Scan the records for "PointsHistoryEntry". Report each line that includes it.

- **Supplied records**
--- START ---

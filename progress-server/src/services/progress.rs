//! Lesson progress and analytics.

use chrono::Duration;
use serde::{Deserialize, Serialize};
use std::collections::HashMap;
use std::sync::Arc;
use tracing::{debug, info};

use progress_core::analytics::{self, AnalyticsInput, ProgressAnalytics};
use progress_core::constants::{
    DAILY_STATS_LOOKBACK_DAYS, POINTS_HISTORY_LIMIT, QUESTION_COMPLETION_BASE_POINTS,
};
use progress_core::logging::TimingSpan;
use progress_core::sections::{self, SectionAttempt};
use progress_core::{
    ActivityData, ActivityType, DailyStatsDelta, LessonId, PointsHistoryEntry, UserId,
    UserProgress,
};

use super::gamification::GamificationService;
use crate::clock::Clock;
use crate::error::{ServiceError, ServiceResult};
use crate::storage::repository::ItemKind;
use crate::storage::StorageManager;

/// One answered exercise inside a lesson section
#[derive(Debug, Clone, Serialize, Deserialize)]
pub struct ExerciseAnswer {
    pub section_id: String,
    pub correct: bool,
    /// 0-100
    pub score: u8,
    pub time_spent: u32,
    #[serde(default)]
    pub accuracy: Option<f64>,
}

#[derive(Debug, Clone, Serialize, Deserialize)]
pub struct ExerciseOutcome {
    pub progress: UserProgress,
    pub points_earned: u64,
}

pub struct ProgressService {
    storage: StorageManager,
    gamification: Arc<GamificationService>,
    clock: Arc<dyn Clock>,
}

impl ProgressService {
    pub fn new(
        storage: StorageManager,
        gamification: Arc<GamificationService>,
        clock: Arc<dyn Clock>,
    ) -> Self {
        Self {
            storage,
            gamification,
            clock,
        }
    }

    /// Fan out the reads, then aggregate
    pub async fn compute_analytics(&self, user_id: UserId) -> ServiceResult<ProgressAnalytics> {
        let today = self.clock.today();
        let since = today - Duration::days(DAILY_STATS_LOOKBACK_DAYS);

        let (progress, lessons, vocabulary, grammar, points_history, daily_stats) = tokio::try_join!(
            self.storage.progress.get_all_for_user(user_id),
            self.storage.lessons.get_all(),
            self.storage.items.get_all_for_user(ItemKind::Vocabulary, user_id),
            self.storage.items.get_all_for_user(ItemKind::Grammar, user_id),
            self.storage.points_history.recent(user_id, POINTS_HISTORY_LIMIT),
            self.storage.daily_stats.since(user_id, since),
        )?;

        let input = AnalyticsInput {
            today,
            progress,
            lessons: lessons.into_iter().map(|l| (l.id, l)).collect::<HashMap<_, _>>(),
            vocabulary,
            grammar,
            points_history,
            daily_stats,
        };
        debug!(
            user_id,
            progress_rows = input.progress.len(),
            daily_rows = input.daily_stats.len(),
            "Computing analytics"
        );
        let _timing = TimingSpan::new("compute_analytics");
        Ok(analytics::compute(&input))
    }

    /// Create the progress row on first access, otherwise return it unchanged
    pub async fn start_lesson(&self, user_id: UserId, lesson_id: LessonId) -> ServiceResult<UserProgress> {
        if self.storage.lessons.get(lesson_id).await?.is_none() {
            return Err(ServiceError::NotFound(format!("lesson {}", lesson_id)));
        }
        if let Some(existing) = self.storage.progress.get(user_id, lesson_id).await? {
            return Ok(existing);
        }

        let progress = UserProgress::started(user_id, lesson_id, self.clock.now());
        self.storage.progress.upsert(&progress).await?;
        info!(user_id, lesson_id, "Lesson started");
        Ok(progress)
    }

    pub async fn record_section_progress(
        &self,
        user_id: UserId,
        lesson_id: LessonId,
        attempt: &SectionAttempt,
    ) -> ServiceResult<UserProgress> {
        let now = self.clock.now();
        let mut progress = match self.storage.progress.get(user_id, lesson_id).await? {
            Some(p) => p,
            None => UserProgress::started(user_id, lesson_id, now),
        };

        sections::record_section(&mut progress, attempt, now)?;
        self.storage.progress.upsert(&progress).await?;
        debug!(user_id, lesson_id, section = %attempt.section_id, "Section recorded");
        Ok(progress)
    }

    /// Record the section and award question points for a correct answer
    pub async fn complete_exercise(
        &self,
        user_id: UserId,
        lesson_id: LessonId,
        answer: &ExerciseAnswer,
    ) -> ServiceResult<ExerciseOutcome> {
        let attempt = SectionAttempt {
            section_id: answer.section_id.clone(),
            completed: answer.correct,
            score: answer.score,
            time_spent: answer.time_spent,
        };
        let progress = self
            .record_section_progress(user_id, lesson_id, &attempt)
            .await?;

        if !answer.correct {
            return Ok(ExerciseOutcome {
                progress,
                points_earned: 0,
            });
        }

        let data = ActivityData {
            accuracy: answer.accuracy,
            activity_type: Some(ActivityType::QuestionCompletion),
            lesson_id: Some(lesson_id),
            ..Default::default()
        };
        let award = self
            .gamification
            .calculate_points(
                user_id,
                ActivityType::QuestionCompletion,
                QUESTION_COMPLETION_BASE_POINTS,
                &data,
            )
            .await?;
        let points_earned = award.calculation.total;

        self.storage
            .points_history
            .append(&PointsHistoryEntry {
                user_id,
                points_earned,
                points_type: ActivityType::QuestionCompletion,
                source_id: Some(format!("{}:{}", lesson_id, answer.section_id)),
                earned_at: self.clock.now(),
            })
            .await?;
        self.storage
            .daily_stats
            .increment(
                user_id,
                self.clock.today(),
                &DailyStatsDelta {
                    points_earned,
                    ..Default::default()
                },
            )
            .await?;

        Ok(ExerciseOutcome {
            progress,
            points_earned,
        })
    }
}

--- END ---

- **Result of this task**
    ActivityData, ActivityType, DailyStatsDelta, LessonId, PointsHistoryEntry, UserId,
            .append(&PointsHistoryEntry {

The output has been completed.